//! HTTP transport types and the pluggable send seam.
//!
//! # Design
//! Requests and responses are plain data. The client builds one
//! `HttpRequest` per logical call (URL, headers and the already-encoded body
//! bytes) and hands a reference to a `Transport` on every attempt, so the
//! body is buffered exactly once and resent byte-for-byte on retries.
//!
//! `Transport` is the only place that touches the network. `UreqTransport`
//! is the default; tests substitute scripted implementations.

use std::fmt;
use std::io::Read;
use std::time::Duration;

/// HTTP method for a request.
#[derive(Debug, Clone, Copy, PartialEq, Eq)]
pub enum HttpMethod {
    Get,
    Post,
    Delete,
}

impl HttpMethod {
    pub fn as_str(&self) -> &'static str {
        match self {
            HttpMethod::Get => "GET",
            HttpMethod::Post => "POST",
            HttpMethod::Delete => "DELETE",
        }
    }
}

impl fmt::Display for HttpMethod {
    fn fmt(&self, f: &mut fmt::Formatter<'_>) -> fmt::Result {
        f.write_str(self.as_str())
    }
}

/// An HTTP request described as plain data.
///
/// `url` is absolute and already carries the encoded query string. `body`
/// holds the exact bytes put on the wire, gzip-compressed when the request
/// declares `content-encoding: gzip`.
#[derive(Debug, Clone, PartialEq, Eq)]
pub struct HttpRequest {
    pub method: HttpMethod,
    pub url: String,
    pub headers: Vec<(String, String)>,
    pub body: Option<Vec<u8>>,
}

impl HttpRequest {
    /// Case-insensitive header lookup.
    pub fn header(&self, name: &str) -> Option<&str> {
        find_header(&self.headers, name)
    }
}

/// An HTTP response described as plain data.
#[derive(Debug, Clone, PartialEq, Eq)]
pub struct HttpResponse {
    pub status: u16,
    pub headers: Vec<(String, String)>,
    pub body: Vec<u8>,
}

impl HttpResponse {
    /// Case-insensitive header lookup.
    pub fn header(&self, name: &str) -> Option<&str> {
        find_header(&self.headers, name)
    }
}

fn find_header<'a>(headers: &'a [(String, String)], name: &str) -> Option<&'a str> {
    headers
        .iter()
        .find(|(k, _)| k.eq_ignore_ascii_case(name))
        .map(|(_, v)| v.as_str())
}

/// Failure to obtain any HTTP response: DNS, connect, I/O or timeout.
#[derive(Debug, thiserror::Error)]
#[error("{source}")]
pub struct TransportError {
    timed_out: bool,
    #[source]
    source: Box<dyn std::error::Error + Send + Sync>,
}

impl TransportError {
    pub fn new(source: impl Into<Box<dyn std::error::Error + Send + Sync>>) -> Self {
        Self {
            timed_out: false,
            source: source.into(),
        }
    }

    pub fn timeout(source: impl Into<Box<dyn std::error::Error + Send + Sync>>) -> Self {
        Self {
            timed_out: true,
            source: source.into(),
        }
    }

    /// Whether the transport gave up because its time budget ran out.
    pub fn is_timeout(&self) -> bool {
        self.timed_out
    }
}

/// Executes a single HTTP exchange.
///
/// Implementations must return every received response as data, whatever its
/// status code, and must not decompress bodies: the client decides what to do
/// with `content-encoding`. `timeout` bounds the whole exchange when set.
pub trait Transport: Send + Sync {
    fn send(
        &self,
        request: &HttpRequest,
        timeout: Option<Duration>,
    ) -> Result<HttpResponse, TransportError>;
}

/// Blocking transport backed by a shared `ureq::Agent`.
#[derive(Debug, Clone)]
pub struct UreqTransport {
    agent: ureq::Agent,
}

impl UreqTransport {
    pub fn new() -> Self {
        let agent = ureq::Agent::config_builder()
            .http_status_as_error(false)
            .build()
            .new_agent();
        Self { agent }
    }
}

impl Default for UreqTransport {
    fn default() -> Self {
        Self::new()
    }
}

impl Transport for UreqTransport {
    fn send(
        &self,
        request: &HttpRequest,
        timeout: Option<Duration>,
    ) -> Result<HttpResponse, TransportError> {
        let url = request.url.as_str();
        let result = match (request.method, request.body.as_deref()) {
            (HttpMethod::Get, _) => {
                let mut builder = self.agent.get(url);
                for (name, value) in &request.headers {
                    builder = builder.header(name, value);
                }
                builder.config().timeout_global(timeout).build().call()
            }
            (HttpMethod::Delete, _) => {
                let mut builder = self.agent.delete(url);
                for (name, value) in &request.headers {
                    builder = builder.header(name, value);
                }
                builder.config().timeout_global(timeout).build().call()
            }
            (HttpMethod::Post, body) => {
                let mut builder = self.agent.post(url);
                for (name, value) in &request.headers {
                    builder = builder.header(name, value);
                }
                let builder = builder.config().timeout_global(timeout).build();
                match body {
                    Some(bytes) => builder.send(bytes),
                    None => builder.send_empty(),
                }
            }
        };

        let mut response = result.map_err(map_ureq_error)?;

        let status = response.status().as_u16();
        let headers = response
            .headers()
            .iter()
            .filter_map(|(name, value)| {
                value
                    .to_str()
                    .ok()
                    .map(|v| (name.as_str().to_string(), v.to_string()))
            })
            .collect();

        let mut body = Vec::new();
        response
            .body_mut()
            .as_reader()
            .read_to_end(&mut body)
            .map_err(TransportError::new)?;

        Ok(HttpResponse {
            status,
            headers,
            body,
        })
    }
}

fn map_ureq_error(err: ureq::Error) -> TransportError {
    if matches!(err, ureq::Error::Timeout(_)) {
        TransportError::timeout(err)
    } else {
        TransportError::new(err)
    }
}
■ ■ ■
_Work instruction:_ Every record above should be copied exactly.

_Reply:_
//! HTTP transport types and the pluggable send seam.
//!
//! # Design
//! Requests and responses are plain data. The client builds one
//! `HttpRequest` per logical call (URL, headers and the already-encoded body
//! bytes) and hands a reference to a `Transport` on every attempt, so the
//! body is buffered exactly once and resent byte-for-byte on retries.
//!
//! `Transport` is the only place that touches the network. `UreqTransport`
//! is the default; tests substitute scripted implementations.

use std::fmt;
use std::io::Read;
use std::time::Duration;

/// HTTP method for a request.
#[derive(Debug, Clone, Copy, PartialEq, Eq)]
pub enum HttpMethod {
    Get,
    Post,
    Delete,
}

impl HttpMethod {
    pub fn as_str(&self) -> &'static str {
        match self {
            HttpMethod::Get => "GET",
            HttpMethod::Post => "POST",
            HttpMethod::Delete => "DELETE",
        }
    }
}

impl fmt::Display for HttpMethod {
    fn fmt(&self, f: &mut fmt::Formatter<'_>) -> fmt::Result {
        f.write_str(self.as_str())
    }
}

/// An HTTP request described as plain data.
///
/// `url` is absolute and already carries the encoded query string. `body`
/// holds the exact bytes put on the wire, gzip-compressed when the request
/// declares `content-encoding: gzip`.
#[derive(Debug, Clone, PartialEq, Eq)]
pub struct HttpRequest {
    pub method: HttpMethod,
    pub url: String,
    pub headers: Vec<(String, String)>,
    pub body: Option<Vec<u8>>,
}

impl HttpRequest {
    /// Case-insensitive header lookup.
    pub fn header(&self, name: &str) -> Option<&str> {
        find_header(&self.headers, name)
    }
}

/// An HTTP response described as plain data.
#[derive(Debug, Clone, PartialEq, Eq)]
pub struct HttpResponse {
    pub status: u16,
    pub headers: Vec<(String, String)>,
    pub body: Vec<u8>,
}

impl HttpResponse {
    /// Case-insensitive header lookup.
    pub fn header(&self, name: &str) -> Option<&str> {
        find_header(&self.headers, name)
    }
}

fn find_header<'a>(headers: &'a [(String, String)], name: &str) -> Option<&'a str> {
    headers
        .iter()
        .find(|(k, _)| k.eq_ignore_ascii_case(name))
        .map(|(_, v)| v.as_str())
}

/// Failure to obtain any HTTP response: DNS, connect, I/O or timeout.
#[derive(Debug, thiserror::Error)]
#[error("{source}")]
pub struct TransportError {
    timed_out: bool,
    #[source]
    source: Box<dyn std::error::Error + Send + Sync>,
}

impl TransportError {
    pub fn new(source: impl Into<Box<dyn std::error::Error + Send + Sync>>) -> Self {
        Self {
            timed_out: false,
            source: source.into(),
        }
    }

    pub fn timeout(source: impl Into<Box<dyn std::error::Error + Send + Sync>>) -> Self {
        Self {
            timed_out: true,
            source: source.into(),
        }
    }

    /// Whether the transport gave up because its time budget ran out.
    pub fn is_timeout(&self) -> bool {
        self.timed_out
    }
}

/// Executes a single HTTP exchange.
///
/// Implementations must return every received response as data, whatever its
/// status code, and must not decompress bodies: the client decides what to do
/// with `content-encoding`. `timeout` bounds the whole exchange when set.
pub trait Transport: Send + Sync {
    fn send(
        &self,
        request: &HttpRequest,
        timeout: Option<Duration>,
    ) -> Result<HttpResponse, TransportError>;
}

/// Blocking transport backed by a shared `ureq::Agent`.
#[derive(Debug, Clone)]
pub struct UreqTransport {
    agent: ureq::Agent,
}

impl UreqTransport {
    pub fn new() -> Self {
        let agent = ureq::Agent::config_builder()
            .http_status_as_error(false)
            .build()
            .new_agent();
        Self { agent }
    }
}

impl Default for UreqTransport {
    fn default() -> Self {
        Self::new()
    }
}

impl Transport for UreqTransport {
    fn send(
        &self,
        request: &HttpRequest,
        timeout: Option<Duration>,
    ) -> Result<HttpResponse, TransportError> {
        let url = request.url.as_str();
        let result = match (request.method, request.body.as_deref()) {
            (HttpMethod::Get, _) => {
                let mut builder = self.agent.get(url);
                for (name, value) in &request.headers {
                    builder = builder.header(name, value);
                }
                builder.config().timeout_global(timeout).build().call()
            }
            (HttpMethod::Delete, _) => {
                let mut builder = self.agent.delete(url);
                for (name, value) in &request.headers {
                    builder = builder.header(name, value);
                }
                builder.config().timeout_global(timeout).build().call()
            }
            (HttpMethod::Post, body) => {
                let mut builder = self.agent.post(url);
                for (name, value) in &request.headers {
                    builder = builder.header(name, value);
                }
                let builder = builder.config().timeout_global(timeout).build();
                match body {
                    Some(bytes) => builder.send(bytes),
                    None => builder.send_empty(),
                }
            }
        };

        let mut response = result.map_err(map_ureq_error)?;

        let status = response.status().as_u16();
        let headers = response
            .headers()
            .iter()
            .filter_map(|(name, value)| {
                value
                    .to_str()
                    .ok()
                    .map(|v| (name.as_str().to_string(), v.to_string()))
            })
            .collect();

        let mut body = Vec::new();
        response
            .body_mut()
            .as_reader()
            .read_to_end(&mut body)
            .map_err(TransportError::new)?;

        Ok(HttpResponse {
            status,
            headers,
            body,
        })
    }
}

fn map_ureq_error(err: ureq::Error) -> TransportError {
    if matches!(err, ureq::Error::Timeout(_)) {
        TransportError::timeout(err)
    } else {
        TransportError::new(err)
    }
}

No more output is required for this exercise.